Therapeutic antibody drugs are some of the most difficult and expensive drugs to develop but, at the same time, they may be the only drugs which can cure or substantially extend the life of patients with fatal or debilitating diseases. Payoffs to a drug company for a successful therapeutic antibody can be huge, with the yearly patient costs for treatment often being in hundreds of thousands of dollars.
In recent years, patent ineligibility issues under 35 USC §101 with regard to antibody inventions have grown significantly. In the US, laws of natural products, natural phenomenon, and abstract ideas are not patent-eligible. This article will explore whether antibody products and antibody diagnostic methods are patent-eligible.

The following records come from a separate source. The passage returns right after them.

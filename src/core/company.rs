//! Companies.

use crate::config::Config;
use crate::core::record::{opt_int, opt_text, Record};
use crate::db::with_connection;
use crate::error::Result;
use rusqlite::types::Value;
use rusqlite::Row;
use tracing::debug;

/// A contractor working on construction sites.
#[derive(Debug, Clone, PartialEq, Eq)]
pub struct Company {
    pub id: i64,
    pub name: Option<String>,
    pub area_of_expertise: Option<String>,
    pub address: Option<String>,
    pub employee_count: Option<i64>,
}

impl Company {
    fn from_row(row: &Row) -> rusqlite::Result<Self> {
        Ok(Self {
            id: row.get("company_id")?,
            name: row.get("company_name")?,
            area_of_expertise: row.get("area_of_expertise")?,
            address: row.get("company_address")?,
            employee_count: row.get("number_of_employees")?,
        })
    }
}

impl Record for Company {
    fn values(&self) -> Vec<Value> {
        vec![
            Value::Integer(self.id),
            opt_text(&self.name),
            opt_text(&self.area_of_expertise),
            opt_text(&self.address),
            opt_int(self.employee_count),
        ]
    }
}

/// Operations on the Companies table.
pub struct Companies<'a> {
    config: &'a Config,
}

impl<'a> Companies<'a> {
    pub(crate) fn new(config: &'a Config) -> Self {
        Self { config }
    }

    /// Insert a company and return its id.
    pub fn create(
        &self,
        name: &str,
        area_of_expertise: &str,
        address: &str,
        employee_count: i64,
    ) -> Result<i64> {
        let id = with_connection(self.config, |conn| {
            conn.execute(
                "INSERT INTO Companies (company_name, area_of_expertise, company_address, number_of_employees)
                 VALUES (?1, ?2, ?3, ?4)",
                (name, area_of_expertise, address, employee_count),
            )?;
            Ok(conn.last_insert_rowid())
        })?;
        debug!(id, name, "created company");
        Ok(id)
    }

    pub fn list(&self) -> Result<Vec<Company>> {
        with_connection(self.config, |conn| {
            conn.query(
                "SELECT company_id, company_name, area_of_expertise, company_address, number_of_employees
                 FROM Companies
                 ORDER BY company_id",
                [],
                Company::from_row,
            )
        })
    }

    /// Set the employee count of every company currently at `old_count`.
    ///
    /// Like [`Clients::update_address`](crate::core::Clients::update_address)
    /// this matches on the old value, so several companies may change.
    pub fn update_employee_count(&self, old_count: i64, new_count: i64) -> Result<usize> {
        let changed = with_connection(self.config, |conn| {
            conn.execute(
                "UPDATE Companies SET number_of_employees = ?1 WHERE number_of_employees = ?2",
                (new_count, old_count),
            )
        })?;
        debug!(old_count, new_count, changed, "updated company employee count");
        Ok(changed)
    }

    /// Delete a company. Unknown ids are a no-op.
    pub fn delete(&self, id: i64) -> Result<usize> {
        let deleted = with_connection(self.config, |conn| {
            conn.execute("DELETE FROM Companies WHERE company_id = ?1", [id])
        })?;
        debug!(id, deleted, "deleted company");
        Ok(deleted)
    }
}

Legal standard on patent eligibility
In 2012, in Mayo v Prometheus, the Supreme Court held that a method claim concerning optimising therapeutic efficacy for treatment of an immune-mediated gastrointestinal disorder was not patent-eligible. The Supreme Court concluded that the correlation between the toxicity and effectiveness of the drug and the amount of drug was a natural law. Thus, the invention was directed to patent-ineligible subject matter. This case came as a shock to many in the IP and pharma worlds, since these claims had been considered patentable for many years.

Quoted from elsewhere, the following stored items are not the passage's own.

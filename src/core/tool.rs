//! Tools issued to employees.

use crate::config::Config;
use crate::core::record::{opt_bool, opt_int, opt_text, Record};
use crate::db::with_connection;
use crate::error::Result;
use rusqlite::types::Value;
use rusqlite::Row;
use tracing::debug;

/// A tool issued to an employee.
#[derive(Debug, Clone, PartialEq, Eq)]
pub struct Tool {
    pub id: i64,
    pub employee_id: Option<i64>,
    pub name: Option<String>,
    pub battery_powered: Option<bool>,
    pub battery_count: Option<i64>,
    pub voltage: Option<i64>,
}

impl Tool {
    fn from_row(row: &Row) -> rusqlite::Result<Self> {
        Ok(Self {
            id: row.get("tool_id")?,
            employee_id: row.get("employee_id")?,
            name: row.get("tool_name")?,
            battery_powered: row.get("is_battery_powered")?,
            battery_count: row.get("number_of_batteries")?,
            voltage: row.get("tool_voltage")?,
        })
    }
}

impl Record for Tool {
    fn values(&self) -> Vec<Value> {
        vec![
            Value::Integer(self.id),
            opt_int(self.employee_id),
            opt_text(&self.name),
            opt_bool(self.battery_powered),
            opt_int(self.battery_count),
            opt_int(self.voltage),
        ]
    }
}

/// Operations on the Tools table.
pub struct Tools<'a> {
    config: &'a Config,
}

impl<'a> Tools<'a> {
    pub(crate) fn new(config: &'a Config) -> Self {
        Self { config }
    }

    /// Insert a tool and return its id.
    pub fn create(
        &self,
        employee_id: Option<i64>,
        name: &str,
        battery_powered: bool,
        battery_count: i64,
        voltage: i64,
    ) -> Result<i64> {
        let id = with_connection(self.config, |conn| {
            conn.execute(
                "INSERT INTO Tools (employee_id, tool_name, is_battery_powered, number_of_batteries, tool_voltage)
                 VALUES (?1, ?2, ?3, ?4, ?5)",
                (employee_id, name, battery_powered, battery_count, voltage),
            )?;
            Ok(conn.last_insert_rowid())
        })?;
        debug!(id, ?employee_id, name, "created tool");
        Ok(id)
    }

    pub fn list(&self) -> Result<Vec<Tool>> {
        with_connection(self.config, |conn| {
            conn.query(
                "SELECT tool_id, employee_id, tool_name, is_battery_powered, number_of_batteries, tool_voltage
                 FROM Tools
                 ORDER BY tool_id",
                [],
                Tool::from_row,
            )
        })
    }

    pub fn update_battery_count(&self, id: i64, battery_count: i64) -> Result<usize> {
        let changed = with_connection(self.config, |conn| {
            conn.execute(
                "UPDATE Tools SET number_of_batteries = ?1 WHERE tool_id = ?2",
                (battery_count, id),
            )
        })?;
        debug!(id, battery_count, changed, "updated tool battery count");
        Ok(changed)
    }

    /// Delete a tool. Unknown ids are a no-op.
    pub fn delete(&self, id: i64) -> Result<usize> {
        let deleted = with_connection(self.config, |conn| {
            conn.execute("DELETE FROM Tools WHERE tool_id = ?1", [id])
        })?;
        debug!(id, deleted, "deleted tool");
        Ok(deleted)
    }
}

The next year, in Association for Molecular Pathology v Myriad, the Supreme Court held that a claim that encompassed naturally occurring DNA could not be rendered patentable merely by adding the word “isolated” to the claim. The court also clarified that cDNA (which is not a naturally occurring form of DNA) was patent-eligible.
Immediately after these decisions, significant uncertainty regarding the proper application of the new heightened standards of patent-eligible subject matter to different antibody fact patterns led to significant disparity between examiners at the US Patent and Trademark Office (USPTO) with regard to patent eligibility of antibody claims. The USPTO issued “Patent Eligibility Guidance” in 2014, 2015 and 2016 to attempt to standardise examination across the examining corps and to provide clarity on the USPTO position.
According to the USPTO, when deciding whether a claim is patent-eligible, at step 1 an applicant asks whether the claim is directed to a process, machine, manufacture or composition. If yes, the applicant proceeds to the next step. If not, the claim is patent-ineligible. In the next step, step 2A, the applicant asks if the claim is directed to a law of nature, natural phenomenon, or abstract idea. If not, then the claim is eligible. If yes, the applicant proceeds to step 2B, and asks whether the claim recites additional elements which amount to significantly more than the judicial exception. The process flow chart is displayed in Figure 1 (see page 56).
Following the USPTO guidance, a critical question is step 2A: is the claimed invention directed to a law of nature or natural phenomenon? A nature-based product is not “directed to” a law of nature or a natural phenomenon if it has markedly different characteristics.
As to markedly different characteristics, three points should be kept in mind: 1) the markedly different characteristics analysis should be applied to a combination, rather than component parts; 2) the characteristics are compared to the component in its natural state; and 3) markedly different characteristics can be expressed as product structure, function, or other properties.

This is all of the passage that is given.